The United States Copyright Office (USCO), a part of the United States Library of Congress, is a United States government body that registers copyright claims, records information about copyright ownership, provides information to the public, and assists Congress and other parts of the government on a wide range of copyright issues. It maintains online records of copyright registration and recorded documents within the copyright catalog, which is used by copyright title researchers who are attempting to clear a chain of title for copyrighted works.

The register of copyrights heads the Copyright Office. There is currently a dispute over who the register is. Shira Perlmutter, the 14th register, began serving from October 26, 2020. On May 10, 2025, President Donald Trump claimed to have fired Perlmutter to replace her with Paul Perkins as acting register. However, the register is an employee of Congress, not of the executive branch. Perlmutter's claim to the role has been endorsed by courts.

The Copyright Office is located in the James Madison Memorial Building of the Library of Congress, at 101 Independence Avenue SE, in Washington, DC. While open to the general public, appointments must be made to visit the Public Information Office and Copyright Public Records Reading Room.

==History==
The United States Constitution provides for establishing a system of extensive copyright laws in the United States. The first federal copyright law, the Copyright Act of 1790, was enacted on May 31, 1790, and covered only books, maps, and charts. Claims were originally recorded by Clerks of U.S. district courts. On June 9, 1790, the U.S. District Court of Pennsylvania registered the first work, the Philadelphia Spelling Book by John Barry.

In 1870, copyright functions were centralized in the Library of Congress under the direction of the then Librarian of Congress, Ainsworth Rand Spofford.
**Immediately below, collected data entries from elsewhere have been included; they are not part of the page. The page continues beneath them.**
use dioxus::logger::tracing;
use serde_json::Value;

use crate::contexts::{LookupError, LookupResult};
use crate::utils::config;

/// A reference article related to a place
#[derive(Debug, Clone, PartialEq)]
pub struct ReferenceLink {
    pub title: String,
    pub url: String,
}

/// Look up reference articles whose titles match `title`
pub async fn lookup(title: &str) -> LookupResult<Vec<ReferenceLink>> {
    tracing::info!("Looking up references for {}", title);

    let response = client()?
        .get(config::REFERENCE_ENDPOINT)
        .query(&[
            ("origin", "*"),
            ("action", "opensearch"),
            ("format", "json"),
            ("search", title),
        ])
        .send()
        .await?;
    let status = response.status().as_u16();
    let body = response.text().await?;

    parse_lookup_response(status, &body)
}

// Browsers forbid overriding the User-Agent header, so wasm builds send theirs.
#[cfg(not(target_arch = "wasm32"))]
fn client() -> LookupResult<reqwest::Client> {
    Ok(reqwest::Client::builder().user_agent(config::USER_AGENT).build()?)
}

#[cfg(target_arch = "wasm32")]
fn client() -> LookupResult<reqwest::Client> {
    Ok(reqwest::Client::new())
}

/// Check the HTTP status before parsing the body
pub fn parse_lookup_response(status: u16, body: &str) -> LookupResult<Vec<ReferenceLink>> {
    if status != 200 {
        tracing::error!("Reference lookup returned status {}", status);
        return Err(LookupError::Status(status));
    }
    parse_lookup(body)
}

/// Parse an opensearch response: `[query, [titles...], [descriptions...], [urls...]]`,
/// or an `{ error: { code, info } }` object.
pub fn parse_lookup(body: &str) -> LookupResult<Vec<ReferenceLink>> {
    let value: Value = serde_json::from_str(body)?;

    if let Some(error) = value.get("error") {
        let code = error.get("code").map(scalar_to_string).unwrap_or_default();
        let info = error.get("info").map(scalar_to_string).unwrap_or_default();
        return Err(LookupError::Api { code, info });
    }

    let items = value
        .as_array()
        .ok_or_else(|| LookupError::Decode("expected an array".to_string()))?;

    let titles = match items.get(1).and_then(Value::as_array) {
        Some(titles) => titles,
        None => return Ok(Vec::new()),
    };
    let urls = items.get(3).and_then(Value::as_array);

    let links = titles
        .iter()
        .enumerate()
        .filter_map(|(i, title)| {
            let title = title.as_str().filter(|t| !t.is_empty())?;
            let url = urls
                .and_then(|urls| urls.get(i))
                .and_then(Value::as_str)
                .map(str::to_string)
                .unwrap_or_else(|| article_url(title));
            Some(ReferenceLink {
                title: title.to_string(),
                url,
            })
        })
        .collect();

    Ok(links)
}

pub fn article_url(title: &str) -> String {
    format!("{}{}", config::REFERENCE_ARTICLE_BASE, title.replace(' ', "_"))
}

fn scalar_to_string(value: &Value) -> String {
    match value {
        Value::String(s) => s.clone(),
        other => other.to_string(),
    }
}

#[cfg(test)]
mod tests {
    use super::*;
    use serde_json::json;

    #[test]
    fn test_titles_and_urls_are_paired() {
        let body = json!([
            "Lingaraj",
            ["Lingaraj Temple", "Lingaraj Stadium"],
            ["", ""],
            [
                "https://en.wikipedia.org/wiki/Lingaraja_Temple",
                "https://en.wikipedia.org/wiki/Lingaraj_Stadium"
            ]
        ])
        .to_string();

        let links = parse_lookup(&body).unwrap();
        assert_eq!(links.len(), 2);
        assert_eq!(links[0].title, "Lingaraj Temple");
        assert_eq!(links[0].url, "https://en.wikipedia.org/wiki/Lingaraja_Temple");
    }

    #[test]
    fn test_missing_urls_fall_back_to_article_path() {
        let body = json!(["Cafe", ["Cafe A", ""]]).to_string();
        let links = parse_lookup(&body).unwrap();
        assert_eq!(
            links,
            vec![ReferenceLink {
                title: "Cafe A".to_string(),
                url: "https://en.wikipedia.org/wiki/Cafe_A".to_string(),
            }]
        );
    }

    #[test]
    fn test_error_body_is_api_error() {
        let body = json!({ "error": { "code": 1, "info": "x" } }).to_string();
        let err = parse_lookup(&body).unwrap_err();
        assert_eq!(err, LookupError::Api { code: "1".to_string(), info: "x".to_string() });
        assert_eq!(err.to_string(), "x");
    }

    #[test]
    fn test_non_ok_status_is_an_error() {
        let body = json!(["Cafe", ["Cafe A"]]).to_string();
        let err = parse_lookup_response(503, &body).unwrap_err();
        assert_eq!(err, LookupError::Status(503));
        assert_eq!(err.to_string(), "Reference lookup failed with status 503");

        assert_eq!(parse_lookup_response(200, &body).unwrap().len(), 1);
    }

    #[test]
    fn test_requests_identify_the_app() {
        assert!(config::USER_AGENT.starts_with("neighborhood-map/"));
        assert!(client().is_ok());
    }

    #[test]
    fn test_unexpected_shape() {
        assert!(matches!(parse_lookup("{}"), Err(LookupError::Decode(_))));
        assert!(matches!(parse_lookup("not json"), Err(LookupError::Decode(_))));
        assert_eq!(parse_lookup("[\"only query\"]").unwrap(), Vec::new());
    }
}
Between 1870 and 1897, the Librarian of Congress also served as the head of the Copyright Office. The Copyright Office became a separate department of the Library of Congress on February 19, 1897, and Thorvald Solberg was appointed the first register of copyrights on July 22, 1897.

The 1909 Copyright Act was signed into law by President Theodore Roosevelt on March 4, 1909, which expanded protection to additional types of works.

In the 1930s, the Copyright Office moved from its location in the Thomas Jefferson Building to new quarters in what is now the John Adams Building and in the 1970s it moved again, to its present quarters in the James Madison Memorial Building.

On October 19, 1976, President Gerald R. Ford signed into law the Copyright Act of 1976, which became effective on January 1, 1978. This law lengthened the duration of copyright protection and again expanded the types of works that were covered, and with amendments made since then, is the current copyright law in effect.

== Functions ==
The main function of the Copyright Office is to administer and sustain an effective national copyright system. Though the functions of the Copyright Office have grown to include the following:

=== Administering the Copyright Law ===
The Copyright Office examines all applications and deposits presented for registration of new and original and renewal of old copyright claims to determine their acceptability for registration under the provisions of the copyright law. The Office also records documents related to copyright ownership. However, the Copyright Act of 1976 made registration largely optional for copyright ownership. Under the 1976 Act, federal copyright requires only a fixation of an original work of authorship in a tangible medium of expression. Renewal is not compulsory, and a copyright owner can register at any time. The 1976 Act makes registration (or refusal of registration) a requisite for an infringement action.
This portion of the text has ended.